● **REQUIREMENT**: Repeat every record below, word for word.

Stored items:

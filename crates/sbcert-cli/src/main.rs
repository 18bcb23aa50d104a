use std::path::PathBuf;

use clap::{Parser, Subcommand};
use sbcert_cli::commands;

#[derive(Parser)]
#[command(name = "sbcert", about = "Secure-boot debug certificate chain builder")]
struct Cli {
    #[command(subcommand)]
    command: Commands,
}

#[derive(Subcommand)]
enum Commands {
    /// Build a key certificate
    KeyCert {
        /// Key certificate configuration file
        #[arg(long, short)]
        config: PathBuf,
    },
    /// Build an enabler debug certificate, appended to a key certificate package
    EnablerCert {
        /// Enabler certificate configuration file
        #[arg(long, short)]
        config: PathBuf,
    },
    /// Build a developer debug certificate, appended to an enabler package
    DeveloperCert {
        /// Developer certificate configuration file
        #[arg(long, short)]
        config: PathBuf,
    },
    /// Print the structure of a generated certificate chain
    Inspect {
        /// Chain binary to inspect
        file: PathBuf,
    },
    /// Check that a signer can resolve a key index
    VerifyKey {
        /// Signer configuration file
        #[arg(long)]
        signer_config: PathBuf,
        /// Key index to check
        #[arg(long)]
        key_index: String,
        /// Signer implementation overriding the config's `[plugin]` entry
        #[arg(long)]
        signer_impl: Option<String>,
    },
}

#[tokio::main]
async fn main() -> anyhow::Result<()> {
    env_logger::init();
    let cli = Cli::parse();
    match cli.command {
        Commands::KeyCert { config } => commands::generate::run_key_cert(&config).await?,
        Commands::EnablerCert { config } => commands::generate::run_enabler_cert(&config).await?,
        Commands::DeveloperCert { config } => {
            commands::generate::run_developer_cert(&config).await?;
        }
        Commands::Inspect { file } => commands::inspect::run_inspect(&file)?,
        Commands::VerifyKey {
            signer_config,
            key_index,
            signer_impl,
        } => {
            commands::verify_key::run_verify_key(&signer_config, &key_index, signer_impl.as_deref())
                .await?;
        }
    }
    Ok(())
}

● **WRITTEN ANSWER**:
filename crates/sbcert-cli/src/main.rs
repository 18bcb23aa50d104a
use std::path::PathBuf;

use clap::{Parser, Subcommand};
use sbcert_cli::commands;

#[derive(Parser)]
#[command(name = "sbcert", about = "Secure-boot debug certificate chain builder")]
struct Cli {
    #[command(subcommand)]
    command: Commands,
}

#[derive(Subcommand)]
enum Commands {
    /// Build a key certificate
    KeyCert {
        /// Key certificate configuration file
        #[arg(long, short)]
        config: PathBuf,
    },
    /// Build an enabler debug certificate, appended to a key certificate package
    EnablerCert {
        /// Enabler certificate configuration file
        #[arg(long, short)]
        config: PathBuf,
    },
    /// Build a developer debug certificate, appended to an enabler package
    DeveloperCert {
        /// Developer certificate configuration file
        #[arg(long, short)]
        config: PathBuf,
    },
    /// Print the structure of a generated certificate chain
    Inspect {
        /// Chain binary to inspect
        file: PathBuf,
    },
    /// Check that a signer can resolve a key index
    VerifyKey {
        /// Signer configuration file
        #[arg(long)]
        signer_config: PathBuf,
        /// Key index to check
        #[arg(long)]
        key_index: String,
        /// Signer implementation overriding the config's `[plugin]` entry
        #[arg(long)]
        signer_impl: Option<String>,
    },
}

#[tokio::main]
async fn main() -> anyhow::Result<()> {
    env_logger::init();
    let cli = Cli::parse();
    match cli.command {
        Commands::KeyCert { config } => commands::generate::run_key_cert(&config).await?,
        Commands::EnablerCert { config } => commands::generate::run_enabler_cert(&config).await?,
        Commands::DeveloperCert { config } => {
            commands::generate::run_developer_cert(&config).await?;
        }
        Commands::Inspect { file } => commands::inspect::run_inspect(&file)?,
        Commands::VerifyKey {
            signer_config,
            key_index,
            signer_impl,
        } => {
            commands::verify_key::run_verify_key(&signer_config, &key_index, signer_impl.as_deref())
                .await?;
        }
    }
    Ok(())
}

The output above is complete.